Whether K. cadburyi lived exclusively on land has been debated. Previous analysis of the bone, which was — discovered at a site called Dinosaur Cove, in the early 2000s revealed that it looked similar to bones found in echidnas.

By examining the surfaces of bones, scientists can discern clues about how related animals may be, Hand said, but what's inside the bone can reveal hints about the animals' lifestyles. So the team did micro-CT scans to view the internal microstructure of the bone.

"Modern platypuses today have distinctive bones," Hand said. "They have very thick bone walls, and echidnas are almost the opposite, having quite thin bone walls. So, we were really interested to see what their common ancestor might have looked like."

The fossilized humerus found at Dinosaur Cove in the 1990s. (Image credit: Museums Victoria)

Despite resembling an echidna bone on the surface, the ancient humerus had thicker walls and a reduced cavity for bone marrow. "We were surprised to find that the internal structure looked more like a platypus than an echidna," Hand said.

Such heavy bones would act like ballast, making it easier for the animal to dive below the water's surface. This means that K. cadburyi was likely a semiaquatic burrower and that the monotreme family used to be semiaquatic, the researchers concluded.

The ancestors of echidnas then moved permanently onto land, and their bones became lighter as they adapted to a new way of life, the researchers said in the study, which was published April 28 in the journal PNAS.

Because of the dearth of fossils from platypus and echidna ancestors, it's not clear when this transition to the land happened. Most of their extinct relatives have been identified solely from their teeth and jaws, and the K. cadburyi humerus is the only monotreme limb bone from that period discovered so far.

A cross-section comparison of Kryoryctes, platypus and echidna humeri. (Image credit: Hand et al.)

Ready to switch

There are many instances in which mammals have evolved from living on land to living wholly or partly in water. These animals include whales, dolphins, seals and beavers, Hand said. But it's virtually unheard of to see mammals evolve in the opposite direction.

"It has happened before in the fossil record, but the more aquatic a mammal becomes, the harder it would be to go back to land," she said.

However, mammals that are semiaquatic burrowers, like modern-day platypuses, would be the ideal group for being able to go either way, she said. This is because they are adapted to both land and water.

This isn't the only clue that echidnas have a watery past. When echidnas are developing, their beaks have receptors for detecting small electrical currents — which in other animals are typically used for finding prey in the water.
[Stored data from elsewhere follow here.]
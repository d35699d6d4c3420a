// SPDX-FileCopyrightText: 2026 Suptrack Contributors
// SPDX-License-Identifier: MIT OR Apache-2.0

//! `suptrack search-tickets` command implementation.
//!
//! Operator tooling: query the CRM the same way the bot does and print
//! the resulting summaries. Without a filter, lists today's tickets.

use clap::Args;
use suptrack_config::SuptrackConfig;
use suptrack_core::SuptrackError;
use suptrack_crm::{CrmClient, TicketFilter};

/// Filters for the CRM ticket search. At most one may be given.
#[derive(Args, Debug)]
pub struct SearchArgs {
    /// Search by case number.
    #[arg(long, conflicts_with_all = ["tririga", "local"])]
    pub case: Option<String>,

    /// Search by tririga id.
    #[arg(long, conflicts_with = "local")]
    pub tririga: Option<String>,

    /// Search by site/local id.
    #[arg(long)]
    pub local: Option<String>,
}

impl SearchArgs {
    fn filter(&self) -> Option<TicketFilter> {
        if let Some(case) = &self.case {
            Some(TicketFilter::CaseId(case.clone()))
        } else if let Some(tririga) = &self.tririga {
            Some(TicketFilter::Tririga(tririga.clone()))
        } else {
            self.local.clone().map(TicketFilter::Local)
        }
    }
}

/// Runs the `suptrack search-tickets` command.
pub async fn run(config: SuptrackConfig, args: SearchArgs) -> Result<(), SuptrackError> {
    let (Some(username), Some(password)) = (&config.crm.username, &config.crm.password) else {
        return Err(SuptrackError::Config(
            "CRM credentials are required for search-tickets".to_string(),
        ));
    };
    let crm = CrmClient::new(
        config.crm.base_url.clone(),
        username.clone(),
        password.clone(),
        config.crm.token_ttl_min,
    )?;

    let tickets = match args.filter() {
        Some(filter) => crm.list_tickets(&filter).await?,
        None => crm.list_today().await?,
    };

    if tickets.is_empty() {
        println!("no tickets found");
        return Ok(());
    }
    for ticket in &tickets {
        println!("{}", ticket.summary());
    }
    println!("{} ticket(s)", tickets.len());
    Ok(())
}
// SPDX-FileCopyrightText: 2026 Suptrack Contributors
// SPDX-License-Identifier: MIT OR Apache-2.0

//! Store directory lookups for the support-flow authorization step.

use rusqlite::params;
use suptrack_core::SuptrackError;

use crate::database::Database;
use crate::models::StoreRecord;

fn map_row(row: &rusqlite::Row<'_>) -> Result<StoreRecord, rusqlite::Error> {
    Ok(StoreRecord {
        code: row.get(0)?,
        local: row.get(1)?,
        business: row.get(2)?,
        region: row.get(3)?,
        name: row.get(4)?,
    })
}

/// Insert or replace a store record.
pub async fn upsert(db: &Database, store: &StoreRecord) -> Result<(), SuptrackError> {
    let store = store.clone();
    db.connection()
        .call(move |conn| {
            conn.execute(
                "INSERT OR REPLACE INTO stores (code, local, business, region, name)
                 VALUES (?1, ?2, ?3, ?4, ?5)",
                params![store.code, store.local, store.business, store.region, store.name],
            )?;
            Ok(())
        })
        .await
        .map_err(crate::database::map_tr_err)
}

/// All store records, for building an in-memory snapshot.
pub async fn list_all(db: &Database) -> Result<Vec<StoreRecord>, SuptrackError> {
    db.connection()
        .call(|conn| {
            let mut stmt =
                conn.prepare("SELECT code, local, business, region, name FROM stores")?;
            let rows = stmt.query_map([], map_row)?;
            let mut stores = Vec::new();
            for row in rows {
                stores.push(row?);
            }
            Ok(stores)
        })
        .await
        .map_err(crate::database::map_tr_err)
}

/// Find a store by its local number.
pub async fn find_by_local(db: &Database, local: i64) -> Result<Option<StoreRecord>, SuptrackError> {
    db.connection()
        .call(move |conn| {
            let mut stmt = conn.prepare(
                "SELECT code, local, business, region, name FROM stores WHERE local = ?1",
            )?;
            match stmt.query_row(params![local], map_row) {
                Ok(store) => Ok(Some(store)),
                Err(rusqlite::Error::QueryReturnedNoRows) => Ok(None),
                Err(e) => Err(e),
            }
        })
        .await
        .map_err(crate::database::map_tr_err)
}

/// Whether a (local, code) pair matches the directory.
pub async fn code_matches(db: &Database, local: i64, code: &str) -> Result<bool, SuptrackError> {
    let code = code.to_string();
    db.connection()
        .call(move |conn| {
            let count: i64 = conn.query_row(
                "SELECT COUNT(*) FROM stores WHERE local = ?1 AND code = ?2",
                params![local, code],
                |row| row.get(0),
            )?;
            Ok(count > 0)
        })
        .await
        .map_err(crate::database::map_tr_err)
}
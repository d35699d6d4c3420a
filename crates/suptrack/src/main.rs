// SPDX-FileCopyrightText: 2026 Suptrack Contributors
// SPDX-License-Identifier: MIT OR Apache-2.0

//! Suptrack - WhatsApp customer-support and supplier follow-up bot.
//!
//! This is the binary entry point.

use std::path::PathBuf;

use clap::{Parser, Subcommand};
use suptrack_config::SuptrackConfig;

mod pending;
mod serve;
mod tickets;

/// Suptrack - WhatsApp customer-support and supplier follow-up bot.
#[derive(Parser, Debug)]
#[command(name = "suptrack", version, about, long_about = None)]
struct Cli {
    /// Path to a TOML config file (defaults to the XDG hierarchy).
    #[arg(long, global = true)]
    config: Option<PathBuf>,

    #[command(subcommand)]
    command: Commands,
}

/// Available subcommands.
#[derive(Subcommand, Debug)]
enum Commands {
    /// Start the webhook server and background sweeps.
    Serve,
    /// Search CRM tickets from the command line.
    SearchTickets(tickets::SearchArgs),
    /// Execute due reschedules once and exit.
    RunPending,
}

#[tokio::main]
async fn main() {
    let cli = Cli::parse();

    let config = match load_config(cli.config.as_deref()) {
        Ok(config) => config,
        Err(e) => {
            eprintln!("suptrack: configuration error: {e}");
            std::process::exit(1);
        }
    };

    init_tracing(&config.bot.log_level);

    let result = match cli.command {
        Commands::Serve => serve::run(config).await,
        Commands::SearchTickets(args) => tickets::run(config, args).await,
        Commands::RunPending => pending::run(config).await,
    };

    if let Err(e) = result {
        tracing::error!(error = %e, "command failed");
        eprintln!("suptrack: {e}");
        std::process::exit(1);
    }
}

fn load_config(path: Option<&std::path::Path>) -> Result<SuptrackConfig, figment::Error> {
    match path {
        Some(path) => suptrack_config::load_config_from_path(path),
        None => suptrack_config::load_config(),
    }
}

/// Initializes the tracing subscriber with the configured log level.
fn init_tracing(log_level: &str) {
    use tracing_subscriber::EnvFilter;

    let filter = EnvFilter::try_from_default_env()
        .unwrap_or_else(|_| EnvFilter::new(format!("suptrack={log_level},warn")));

    tracing_subscriber::fmt()
        .with_env_filter(filter)
        .with_target(true)
        .with_thread_names(false)
        .init();
}

#[cfg(test)]
mod tests {
    use super::*;
    use clap::CommandFactory;

    #[test]
    fn cli_definition_is_consistent() {
        Cli::command().debug_assert();
    }

    #[test]
    fn search_tickets_parses_filters() {
        let cli = Cli::parse_from(["suptrack", "search-tickets", "--case", "12345"]);
        match cli.command {
            Commands::SearchTickets(args) => assert_eq!(args.case.as_deref(), Some("12345")),
            other => panic!("unexpected command: {other:?}"),
        }
    }

    #[test]
    fn binary_loads_config_defaults() {
        let config = suptrack_config::load_config_from_str("").unwrap();
        assert_eq!(config.bot.log_level, "info");
    }
}
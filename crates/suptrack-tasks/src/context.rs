// SPDX-FileCopyrightText: 2026 Suptrack Contributors
// SPDX-License-Identifier: MIT OR Apache-2.0

//! Shared service bundle assembled once at startup.
//!
//! A missing WhatsApp line or CRM credential degrades the affected
//! feature instead of refusing to start: the gateway still verifies
//! webhooks and the support flow still runs without the CRM.

use chrono::{DateTime, Utc};
use suptrack_config::model::WhatsappConfig;
use suptrack_config::SuptrackConfig;
use suptrack_core::{LocalZone, OutboundMessage, Phone, SuptrackError};
use suptrack_crm::CrmClient;
use suptrack_engine::FollowUpContext;
use suptrack_mailer::Mailer;
use suptrack_storage::Database;
use suptrack_whatsapp::WhatsappClient;
use tracing::{info, warn};

/// Everything the task layer needs, built once and shared behind an `Arc`.
pub struct Services {
    pub db: Database,
    /// Customer-support line. `None` when credentials are absent.
    pub support: Option<WhatsappClient>,
    /// Supplier follow-up line. `None` when credentials are absent.
    pub followup: Option<WhatsappClient>,
    pub crm: Option<CrmClient>,
    pub mailer: Mailer,
    pub config: SuptrackConfig,
    pub zone: LocalZone,
}

impl Services {
    /// Open the database and build every client from configuration.
    pub async fn from_config(config: SuptrackConfig) -> Result<Services, SuptrackError> {
        let db = Database::open(&config.storage.database_path, config.storage.wal_mode).await?;
        Services::with_database(config, db)
    }

    /// Build services around an already-open database (used by tests).
    pub fn with_database(config: SuptrackConfig, db: Database) -> Result<Services, SuptrackError> {
        let support = line_client(&config.whatsapp, "support")?;
        let followup = line_client(&config.followup, "followup")?;

        let crm = match (&config.crm.username, &config.crm.password) {
            (Some(user), Some(pass)) => Some(CrmClient::new(
                config.crm.base_url.clone(),
                user.clone(),
                pass.clone(),
                config.crm.token_ttl_min,
            )?),
            _ => {
                warn!("CRM credentials not configured, ticket lookups disabled");
                None
            }
        };

        let mailer = Mailer::from_config(&config.mail)?;
        let zone = LocalZone::from_offset_hours(config.bot.utc_offset_hours);

        Ok(Services {
            db,
            support,
            followup,
            crm,
            mailer,
            config,
            zone,
        })
    }

    /// Timing context for one follow-up engine invocation.
    pub fn followup_ctx(&self, now: DateTime<Utc>) -> FollowUpContext {
        FollowUpContext {
            now,
            zone: self.zone,
            reply_window_min: self.config.bot.reply_window_min,
            corroboration_delay_min: self.config.bot.corroboration_delay_min,
            committed_offset_hours: self.config.bot.committed_offset_hours,
        }
    }
}

fn line_client(
    config: &WhatsappConfig,
    line: &'static str,
) -> Result<Option<WhatsappClient>, SuptrackError> {
    match (&config.access_token, &config.phone_number_id) {
        (Some(token), Some(id)) => {
            let client = WhatsappClient::new(token, id.clone())?;
            info!(line, phone_number_id = id.as_str(), "WhatsApp line ready");
            Ok(Some(client))
        }
        _ => {
            warn!(line, "WhatsApp line not configured, sends disabled");
            Ok(None)
        }
    }
}

/// Best-effort send on an optional line: a missing client or provider
/// rejection is logged, never propagated.
pub(crate) async fn send_best_effort(
    client: &Option<WhatsappClient>,
    line: &'static str,
    to: &Phone,
    message: &OutboundMessage,
) {
    let Some(client) = client else {
        warn!(line, to = %to, "line not configured, dropping outbound message");
        return;
    };
    if let Err(e) = client.send(to, message).await {
        warn!(line, to = %to, error = %e, "outbound send failed");
    }
}
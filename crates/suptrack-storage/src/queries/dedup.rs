// SPDX-FileCopyrightText: 2026 Suptrack Contributors
// SPDX-License-Identifier: MIT OR Apache-2.0

//! Short-lived claim markers: webhook message dedup and per-phone locks.
//!
//! Both tables use the same pattern: purge expired rows, then
//! `INSERT OR IGNORE` — the insert that sticks owns the claim.

use chrono::{DateTime, Duration, Utc};
use rusqlite::params;
use suptrack_core::SuptrackError;

use crate::database::{encode_ts, Database};

/// Claim an inbound message id for processing.
///
/// Returns true for the first delivery; repeat deliveries within
/// `ttl_min` minutes return false and must be dropped silently.
pub async fn claim_message(
    db: &Database,
    message_id: &str,
    now: DateTime<Utc>,
    ttl_min: i64,
) -> Result<bool, SuptrackError> {
    let message_id = message_id.to_string();
    let now_ts = encode_ts(now);
    let expires = encode_ts(now + Duration::minutes(ttl_min));
    db.connection()
        .call(move |conn| {
            conn.execute(
                "DELETE FROM dedup_markers WHERE expires_at <= ?1",
                params![now_ts],
            )?;
            let inserted = conn.execute(
                "INSERT OR IGNORE INTO dedup_markers (message_id, expires_at) VALUES (?1, ?2)",
                params![message_id, expires],
            )?;
            Ok(inserted > 0)
        })
        .await
        .map_err(crate::database::map_tr_err)
}

/// Claim a short-lived conversation-start lock for a supplier phone.
///
/// Prevents two follow-ups opening a conversation with the same phone in
/// the same ingestion window.
pub async fn claim_phone_lock(
    db: &Database,
    phone: &str,
    now: DateTime<Utc>,
    ttl_min: i64,
) -> Result<bool, SuptrackError> {
    let phone = phone.to_string();
    let now_ts = encode_ts(now);
    let expires = encode_ts(now + Duration::minutes(ttl_min));
    db.connection()
        .call(move |conn| {
            conn.execute(
                "DELETE FROM phone_locks WHERE expires_at <= ?1",
                params![now_ts],
            )?;
            let inserted = conn.execute(
                "INSERT OR IGNORE INTO phone_locks (phone, expires_at) VALUES (?1, ?2)",
                params![phone, expires],
            )?;
            Ok(inserted > 0)
        })
        .await
        .map_err(crate::database::map_tr_err)
}
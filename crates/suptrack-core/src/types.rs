// SPDX-FileCopyrightText: 2026 Suptrack Contributors
// SPDX-License-Identifier: MIT OR Apache-2.0

//! Channel-agnostic message types and identifiers.

use serde::{Deserialize, Serialize};

/// Unique provider-assigned identifier for an inbound message.
///
/// Used as the idempotency key for webhook deliveries.
#[derive(Debug, Clone, PartialEq, Eq, Hash, Serialize, Deserialize)]
pub struct MessageId(pub String);

/// An E.164-style phone number in `+<digits>` form.
#[derive(Debug, Clone, PartialEq, Eq, Hash, Serialize, Deserialize)]
pub struct Phone(String);

impl Phone {
    /// Normalizes a raw supplier phone string.
    ///
    /// Strips everything but digits, prefixes the country code for
    /// 9-digit local numbers, and rejects anything that ends up shorter
    /// than `min_digits` (country code included).
    pub fn normalize(raw: &str, country_code: &str, min_digits: usize) -> Option<Phone> {
        let mut digits: String = raw.chars().filter(|c| c.is_ascii_digit()).collect();
        if digits.len() == 9 {
            digits = format!("{country_code}{digits}");
        }
        if digits.len() < min_digits {
            return None;
        }
        Some(Phone(format!("+{digits}")))
    }

    /// Builds a phone from a webhook `from` field: digits only, `+` prefixed.
    ///
    /// Inbound senders are trusted to be deliverable, so no length check.
    pub fn from_wire(raw: &str) -> Phone {
        let digits: String = raw.chars().filter(|c| c.is_ascii_digit()).collect();
        Phone(format!("+{digits}"))
    }

    /// Wraps an already-normalized `+<digits>` string (e.g. read from storage).
    pub fn from_stored(value: impl Into<String>) -> Phone {
        Phone(value.into())
    }

    pub fn as_str(&self) -> &str {
        &self.0
    }
}

impl std::fmt::Display for Phone {
    fn fmt(&self, f: &mut std::fmt::Formatter<'_>) -> std::fmt::Result {
        f.write_str(&self.0)
    }
}

/// An interactive quick-reply button.
#[derive(Debug, Clone, PartialEq, Eq, Serialize, Deserialize)]
pub struct Button {
    pub id: String,
    pub title: String,
}

/// An outbound message to be sent through the messaging gateway.
#[derive(Debug, Clone, PartialEq, Eq)]
pub enum OutboundMessage {
    /// Free-form text (only valid inside a user-initiated session window).
    Text { body: String },
    /// Pre-approved template with positional body parameters.
    Template {
        name: String,
        language: String,
        parameters: Vec<String>,
    },
    /// Interactive message with quick-reply buttons.
    Buttons { body: String, buttons: Vec<Button> },
}

impl OutboundMessage {
    pub fn text(body: impl Into<String>) -> Self {
        OutboundMessage::Text { body: body.into() }
    }
}

/// Payload of an inbound webhook message.
#[derive(Debug, Clone, PartialEq, Eq)]
pub enum InboundPayload {
    Text(String),
    /// Reply to an interactive quick-pick button.
    ButtonReply {
        id: String,
        title: String,
    },
    /// Media, stickers, reactions -- anything the bot cannot process.
    Unsupported,
}

/// An inbound message extracted from a webhook delivery.
#[derive(Debug, Clone)]
pub struct InboundEvent {
    pub id: MessageId,
    pub from: Phone,
    pub payload: InboundPayload,
}

#[cfg(test)]
mod tests {
    use super::*;

    #[test]
    fn nine_digit_local_number_gets_country_code() {
        let phone = Phone::normalize("949098167", "56", 11).unwrap();
        assert_eq!(phone.as_str(), "+56949098167");
    }

    #[test]
    fn punctuation_is_stripped_before_normalizing() {
        let phone = Phone::normalize("+56 9 4909 8167", "56", 11).unwrap();
        assert_eq!(phone.as_str(), "+56949098167");
    }

    #[test]
    fn short_number_is_rejected() {
        assert!(Phone::normalize("12345", "56", 11).is_none());
    }

    #[test]
    fn wire_phone_keeps_digits_only() {
        let phone = Phone::from_wire("56 949-098-167");
        assert_eq!(phone.as_str(), "+56949098167");
    }
}
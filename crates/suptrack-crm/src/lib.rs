// SPDX-FileCopyrightText: 2026 Suptrack Contributors
// SPDX-License-Identifier: MIT OR Apache-2.0

//! CRM ticket API client.
//!
//! Bearer-token login with a soft-expiry cache (eagerly invalidated on
//! 401), ticket search by case/tririga/local filters, and normalization
//! of the API's erratically-cased field names.

pub mod client;
pub mod ticket;
pub mod token;

pub use client::CrmClient;
pub use ticket::{Ticket, TicketFilter};
pub use token::TokenCache;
Platypuses have even more of these receptors.

In addition, echidnas' hind feet, which are used for burrowing, point backward, much like platypuses' hind feet, which the animals use like a rudder when swimming.

"Platypus-like fossils date back 100 million years, but the oldest echidna fossils are less than 2 million years old," said Tim Flannery, a paleontologist at the Australian Museum in Sydney, who wasn’t involved in the research. "The paper adds to the evidence that echidnas had platypus-like ancestors, and is another brick in the wall in what is becoming an irrefutable case," Flannery told Live Science.